Goal of the exercise
Locate every line below that contains the word "return" and copy it.
Provided data section start
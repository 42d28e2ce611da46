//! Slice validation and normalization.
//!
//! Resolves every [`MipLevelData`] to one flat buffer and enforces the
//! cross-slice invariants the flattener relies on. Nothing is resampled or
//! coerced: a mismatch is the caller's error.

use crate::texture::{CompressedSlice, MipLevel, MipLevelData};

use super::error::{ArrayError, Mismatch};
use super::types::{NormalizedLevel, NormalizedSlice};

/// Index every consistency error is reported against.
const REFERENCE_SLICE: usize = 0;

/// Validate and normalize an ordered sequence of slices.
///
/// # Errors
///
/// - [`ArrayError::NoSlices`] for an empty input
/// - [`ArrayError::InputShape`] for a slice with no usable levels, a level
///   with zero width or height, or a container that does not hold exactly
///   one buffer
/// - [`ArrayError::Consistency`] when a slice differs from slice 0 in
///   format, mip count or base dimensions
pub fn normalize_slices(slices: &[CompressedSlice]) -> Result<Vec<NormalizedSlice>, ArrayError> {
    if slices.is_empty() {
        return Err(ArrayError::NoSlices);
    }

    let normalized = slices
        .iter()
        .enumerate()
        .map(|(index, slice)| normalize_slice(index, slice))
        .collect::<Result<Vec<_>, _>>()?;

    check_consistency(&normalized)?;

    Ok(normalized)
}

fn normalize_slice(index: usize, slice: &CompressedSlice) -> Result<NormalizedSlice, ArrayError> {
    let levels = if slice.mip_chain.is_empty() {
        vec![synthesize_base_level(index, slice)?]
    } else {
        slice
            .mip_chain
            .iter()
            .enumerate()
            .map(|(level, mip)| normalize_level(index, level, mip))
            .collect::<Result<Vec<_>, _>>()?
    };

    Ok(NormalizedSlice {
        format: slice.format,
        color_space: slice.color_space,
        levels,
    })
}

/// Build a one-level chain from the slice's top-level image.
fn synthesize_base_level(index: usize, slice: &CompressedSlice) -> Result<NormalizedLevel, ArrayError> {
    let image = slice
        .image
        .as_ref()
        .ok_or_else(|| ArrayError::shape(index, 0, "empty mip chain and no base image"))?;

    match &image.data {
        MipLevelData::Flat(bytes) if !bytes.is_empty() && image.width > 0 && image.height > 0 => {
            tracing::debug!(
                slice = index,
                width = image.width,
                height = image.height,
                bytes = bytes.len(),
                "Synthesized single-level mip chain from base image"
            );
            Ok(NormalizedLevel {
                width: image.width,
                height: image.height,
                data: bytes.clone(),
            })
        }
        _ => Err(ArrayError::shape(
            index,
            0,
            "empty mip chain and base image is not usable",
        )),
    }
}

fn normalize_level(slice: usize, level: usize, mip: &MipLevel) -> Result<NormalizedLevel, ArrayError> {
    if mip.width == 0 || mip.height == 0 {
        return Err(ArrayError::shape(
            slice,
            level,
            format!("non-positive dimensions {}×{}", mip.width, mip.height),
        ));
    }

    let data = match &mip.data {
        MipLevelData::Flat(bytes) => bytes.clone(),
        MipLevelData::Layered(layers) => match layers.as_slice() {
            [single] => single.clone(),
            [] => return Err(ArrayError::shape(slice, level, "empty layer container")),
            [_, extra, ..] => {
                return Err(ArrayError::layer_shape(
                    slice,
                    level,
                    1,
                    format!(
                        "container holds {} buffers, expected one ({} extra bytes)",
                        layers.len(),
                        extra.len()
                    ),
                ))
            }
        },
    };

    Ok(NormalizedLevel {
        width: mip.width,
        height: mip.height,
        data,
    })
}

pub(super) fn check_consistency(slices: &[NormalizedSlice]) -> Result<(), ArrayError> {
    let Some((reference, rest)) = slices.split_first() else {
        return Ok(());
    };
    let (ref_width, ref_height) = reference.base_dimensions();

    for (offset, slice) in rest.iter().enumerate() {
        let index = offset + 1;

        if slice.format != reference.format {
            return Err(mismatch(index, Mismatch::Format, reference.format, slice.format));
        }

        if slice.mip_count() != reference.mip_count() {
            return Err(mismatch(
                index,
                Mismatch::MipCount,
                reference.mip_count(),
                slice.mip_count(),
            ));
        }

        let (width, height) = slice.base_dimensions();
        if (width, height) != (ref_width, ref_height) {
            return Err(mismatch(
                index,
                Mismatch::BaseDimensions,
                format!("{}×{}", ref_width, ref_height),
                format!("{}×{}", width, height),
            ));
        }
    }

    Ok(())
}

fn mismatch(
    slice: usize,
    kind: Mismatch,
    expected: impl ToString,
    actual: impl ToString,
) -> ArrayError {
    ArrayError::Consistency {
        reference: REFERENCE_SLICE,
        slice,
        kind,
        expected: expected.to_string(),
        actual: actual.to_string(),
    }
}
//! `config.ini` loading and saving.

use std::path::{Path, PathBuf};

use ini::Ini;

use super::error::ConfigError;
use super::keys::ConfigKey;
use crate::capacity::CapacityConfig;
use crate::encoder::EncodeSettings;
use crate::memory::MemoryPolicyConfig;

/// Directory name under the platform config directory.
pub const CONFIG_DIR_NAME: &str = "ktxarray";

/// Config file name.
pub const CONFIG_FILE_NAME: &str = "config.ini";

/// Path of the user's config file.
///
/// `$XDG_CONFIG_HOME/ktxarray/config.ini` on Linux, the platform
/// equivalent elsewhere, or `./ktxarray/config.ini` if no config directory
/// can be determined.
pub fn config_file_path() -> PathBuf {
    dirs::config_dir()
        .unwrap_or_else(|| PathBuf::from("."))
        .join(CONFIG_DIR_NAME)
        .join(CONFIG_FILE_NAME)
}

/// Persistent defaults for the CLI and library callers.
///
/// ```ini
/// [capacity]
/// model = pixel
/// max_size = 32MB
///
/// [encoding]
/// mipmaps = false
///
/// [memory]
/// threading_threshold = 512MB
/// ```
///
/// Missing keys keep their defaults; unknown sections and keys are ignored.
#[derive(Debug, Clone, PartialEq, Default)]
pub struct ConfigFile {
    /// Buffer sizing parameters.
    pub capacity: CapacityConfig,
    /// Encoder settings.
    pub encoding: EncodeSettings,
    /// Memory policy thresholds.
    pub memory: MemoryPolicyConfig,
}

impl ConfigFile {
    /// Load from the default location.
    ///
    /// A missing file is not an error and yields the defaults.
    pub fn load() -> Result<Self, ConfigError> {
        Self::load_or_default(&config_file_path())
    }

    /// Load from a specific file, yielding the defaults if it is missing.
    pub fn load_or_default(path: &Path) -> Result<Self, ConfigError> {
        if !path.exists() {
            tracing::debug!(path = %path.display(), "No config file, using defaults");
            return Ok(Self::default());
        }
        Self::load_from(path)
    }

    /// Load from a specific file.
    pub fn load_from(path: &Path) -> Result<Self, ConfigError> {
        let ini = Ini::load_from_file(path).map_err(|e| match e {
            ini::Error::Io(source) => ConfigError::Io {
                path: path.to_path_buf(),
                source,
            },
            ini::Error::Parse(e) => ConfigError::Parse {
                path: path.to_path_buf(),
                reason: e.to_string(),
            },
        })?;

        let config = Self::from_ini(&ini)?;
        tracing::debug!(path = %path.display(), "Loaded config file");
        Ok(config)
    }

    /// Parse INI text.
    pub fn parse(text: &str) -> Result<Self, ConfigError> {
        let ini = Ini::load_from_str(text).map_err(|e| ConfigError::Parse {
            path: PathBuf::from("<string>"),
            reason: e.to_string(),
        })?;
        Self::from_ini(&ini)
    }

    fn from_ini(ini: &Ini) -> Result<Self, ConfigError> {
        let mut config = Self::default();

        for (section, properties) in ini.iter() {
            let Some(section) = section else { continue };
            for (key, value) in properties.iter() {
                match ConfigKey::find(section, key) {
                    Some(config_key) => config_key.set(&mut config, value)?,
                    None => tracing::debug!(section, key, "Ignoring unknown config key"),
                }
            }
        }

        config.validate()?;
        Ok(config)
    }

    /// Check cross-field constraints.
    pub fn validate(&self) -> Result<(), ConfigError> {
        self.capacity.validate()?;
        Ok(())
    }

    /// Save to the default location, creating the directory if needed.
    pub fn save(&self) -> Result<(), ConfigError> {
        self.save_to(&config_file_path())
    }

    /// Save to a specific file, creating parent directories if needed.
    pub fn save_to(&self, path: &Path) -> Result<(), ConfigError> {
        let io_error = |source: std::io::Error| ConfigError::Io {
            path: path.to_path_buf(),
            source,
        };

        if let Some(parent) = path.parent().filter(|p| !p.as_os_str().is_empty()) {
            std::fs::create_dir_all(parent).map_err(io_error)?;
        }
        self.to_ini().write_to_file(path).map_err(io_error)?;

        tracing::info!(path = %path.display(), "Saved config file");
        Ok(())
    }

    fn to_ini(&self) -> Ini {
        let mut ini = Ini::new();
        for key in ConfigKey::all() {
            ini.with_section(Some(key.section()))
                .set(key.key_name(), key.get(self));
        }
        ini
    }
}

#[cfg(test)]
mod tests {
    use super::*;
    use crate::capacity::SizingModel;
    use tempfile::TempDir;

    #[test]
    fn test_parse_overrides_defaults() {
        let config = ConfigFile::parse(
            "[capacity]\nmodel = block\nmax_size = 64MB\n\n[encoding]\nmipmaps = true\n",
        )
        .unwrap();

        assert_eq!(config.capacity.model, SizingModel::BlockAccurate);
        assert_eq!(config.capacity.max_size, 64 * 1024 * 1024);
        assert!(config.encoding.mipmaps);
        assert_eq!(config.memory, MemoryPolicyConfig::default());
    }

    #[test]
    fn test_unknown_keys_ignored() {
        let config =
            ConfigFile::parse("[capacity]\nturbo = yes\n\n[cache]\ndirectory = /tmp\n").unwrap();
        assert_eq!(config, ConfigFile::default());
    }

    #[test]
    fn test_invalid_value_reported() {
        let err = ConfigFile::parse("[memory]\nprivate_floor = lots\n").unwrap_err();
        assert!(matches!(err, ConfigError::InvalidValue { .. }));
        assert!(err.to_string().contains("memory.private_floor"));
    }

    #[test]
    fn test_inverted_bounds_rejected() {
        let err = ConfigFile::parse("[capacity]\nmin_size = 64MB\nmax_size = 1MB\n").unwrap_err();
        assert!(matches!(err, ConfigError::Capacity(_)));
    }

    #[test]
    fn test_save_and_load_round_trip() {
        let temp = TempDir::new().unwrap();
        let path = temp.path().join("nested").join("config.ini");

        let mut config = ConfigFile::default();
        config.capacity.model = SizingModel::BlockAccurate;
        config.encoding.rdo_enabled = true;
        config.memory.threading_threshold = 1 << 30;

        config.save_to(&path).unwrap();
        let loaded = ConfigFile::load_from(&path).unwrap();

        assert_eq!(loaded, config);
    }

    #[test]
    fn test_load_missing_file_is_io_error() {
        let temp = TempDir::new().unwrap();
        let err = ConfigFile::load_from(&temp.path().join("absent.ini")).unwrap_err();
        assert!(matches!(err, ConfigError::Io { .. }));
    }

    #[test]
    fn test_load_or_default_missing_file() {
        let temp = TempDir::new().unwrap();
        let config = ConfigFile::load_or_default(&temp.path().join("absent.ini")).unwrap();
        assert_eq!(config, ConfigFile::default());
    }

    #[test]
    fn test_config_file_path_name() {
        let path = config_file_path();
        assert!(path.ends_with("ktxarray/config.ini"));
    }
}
Provided data section end
Provided data section start
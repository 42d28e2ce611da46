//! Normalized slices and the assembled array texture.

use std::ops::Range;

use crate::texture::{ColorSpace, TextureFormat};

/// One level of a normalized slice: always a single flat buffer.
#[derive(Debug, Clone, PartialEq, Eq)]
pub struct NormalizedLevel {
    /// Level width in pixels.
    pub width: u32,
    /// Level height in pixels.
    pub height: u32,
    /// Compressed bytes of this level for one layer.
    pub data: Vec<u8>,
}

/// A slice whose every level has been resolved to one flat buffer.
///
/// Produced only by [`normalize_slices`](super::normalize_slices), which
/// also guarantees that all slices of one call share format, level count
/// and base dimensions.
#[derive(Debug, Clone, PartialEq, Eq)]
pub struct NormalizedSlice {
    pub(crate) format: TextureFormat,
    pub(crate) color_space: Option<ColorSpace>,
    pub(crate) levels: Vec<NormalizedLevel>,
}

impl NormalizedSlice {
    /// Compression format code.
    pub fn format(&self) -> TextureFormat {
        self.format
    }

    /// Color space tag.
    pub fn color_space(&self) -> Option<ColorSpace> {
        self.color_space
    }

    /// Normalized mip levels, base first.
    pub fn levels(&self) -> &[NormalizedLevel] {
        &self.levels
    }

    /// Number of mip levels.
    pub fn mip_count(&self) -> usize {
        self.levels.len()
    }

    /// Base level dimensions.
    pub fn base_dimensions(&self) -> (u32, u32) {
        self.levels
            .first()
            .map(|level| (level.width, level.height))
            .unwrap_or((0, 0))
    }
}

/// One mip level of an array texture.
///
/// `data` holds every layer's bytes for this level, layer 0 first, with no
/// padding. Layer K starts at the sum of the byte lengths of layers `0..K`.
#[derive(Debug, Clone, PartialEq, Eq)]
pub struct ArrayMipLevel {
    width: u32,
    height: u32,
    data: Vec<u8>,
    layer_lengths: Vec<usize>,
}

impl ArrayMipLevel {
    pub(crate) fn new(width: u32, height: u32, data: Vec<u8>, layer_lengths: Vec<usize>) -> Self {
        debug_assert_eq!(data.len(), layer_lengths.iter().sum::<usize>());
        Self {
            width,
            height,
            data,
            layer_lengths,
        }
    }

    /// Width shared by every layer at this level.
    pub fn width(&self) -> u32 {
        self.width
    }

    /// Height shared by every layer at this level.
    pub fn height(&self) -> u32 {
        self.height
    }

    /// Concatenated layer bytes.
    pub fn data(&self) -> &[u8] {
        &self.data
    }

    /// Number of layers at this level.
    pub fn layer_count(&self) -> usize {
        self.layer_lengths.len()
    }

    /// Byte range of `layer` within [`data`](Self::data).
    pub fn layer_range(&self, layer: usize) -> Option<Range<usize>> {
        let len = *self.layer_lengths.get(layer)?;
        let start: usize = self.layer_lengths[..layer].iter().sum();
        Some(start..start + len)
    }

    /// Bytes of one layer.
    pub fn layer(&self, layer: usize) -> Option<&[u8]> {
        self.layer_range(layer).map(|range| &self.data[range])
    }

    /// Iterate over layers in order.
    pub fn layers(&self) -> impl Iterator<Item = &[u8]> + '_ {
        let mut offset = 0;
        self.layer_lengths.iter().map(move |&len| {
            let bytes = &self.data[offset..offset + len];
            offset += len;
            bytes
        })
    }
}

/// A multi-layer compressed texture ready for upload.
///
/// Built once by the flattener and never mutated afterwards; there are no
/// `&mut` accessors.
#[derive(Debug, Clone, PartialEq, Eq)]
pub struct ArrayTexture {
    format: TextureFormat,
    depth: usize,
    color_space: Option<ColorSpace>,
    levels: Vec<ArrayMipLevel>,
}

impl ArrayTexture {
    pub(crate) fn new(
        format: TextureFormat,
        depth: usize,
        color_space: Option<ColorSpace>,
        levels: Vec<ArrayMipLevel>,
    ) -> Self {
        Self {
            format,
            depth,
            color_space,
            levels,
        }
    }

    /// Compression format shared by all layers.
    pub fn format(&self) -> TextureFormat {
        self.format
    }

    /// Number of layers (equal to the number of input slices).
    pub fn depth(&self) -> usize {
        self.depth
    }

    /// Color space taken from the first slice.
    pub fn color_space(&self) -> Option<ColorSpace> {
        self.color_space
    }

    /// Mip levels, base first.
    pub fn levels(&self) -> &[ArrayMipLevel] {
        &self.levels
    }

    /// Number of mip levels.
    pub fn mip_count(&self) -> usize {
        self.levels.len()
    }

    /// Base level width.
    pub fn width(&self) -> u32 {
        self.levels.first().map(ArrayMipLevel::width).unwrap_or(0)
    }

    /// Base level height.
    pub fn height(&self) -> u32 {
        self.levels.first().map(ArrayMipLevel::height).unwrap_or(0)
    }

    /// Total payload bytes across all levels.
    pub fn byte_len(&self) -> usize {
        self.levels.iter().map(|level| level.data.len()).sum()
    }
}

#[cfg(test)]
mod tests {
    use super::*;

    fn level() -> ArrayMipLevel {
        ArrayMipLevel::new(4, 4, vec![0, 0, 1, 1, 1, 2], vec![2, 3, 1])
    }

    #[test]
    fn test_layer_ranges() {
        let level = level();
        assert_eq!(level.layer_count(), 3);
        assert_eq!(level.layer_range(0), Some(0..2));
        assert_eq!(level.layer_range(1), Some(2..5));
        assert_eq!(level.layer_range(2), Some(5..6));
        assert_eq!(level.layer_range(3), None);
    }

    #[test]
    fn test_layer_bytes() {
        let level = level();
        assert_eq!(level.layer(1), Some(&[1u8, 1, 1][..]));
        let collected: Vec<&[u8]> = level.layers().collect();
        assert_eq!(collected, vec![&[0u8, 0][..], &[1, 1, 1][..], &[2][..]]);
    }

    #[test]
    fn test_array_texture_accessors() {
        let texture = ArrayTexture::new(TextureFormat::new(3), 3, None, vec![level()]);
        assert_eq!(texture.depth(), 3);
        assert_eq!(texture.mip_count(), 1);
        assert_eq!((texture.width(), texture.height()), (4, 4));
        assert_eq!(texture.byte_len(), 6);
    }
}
Provided data section end
Answer below
        return Err(ArrayError::NoSlices);
        return Err(ArrayError::shape(
            [] => return Err(ArrayError::shape(slice, level, "empty layer container")),
                return Err(ArrayError::layer_shape(
        return Ok(());
            return Err(mismatch(index, Mismatch::Format, reference.format, slice.format));
            return Err(mismatch(
            return Err(mismatch(
            return Ok(Self::default());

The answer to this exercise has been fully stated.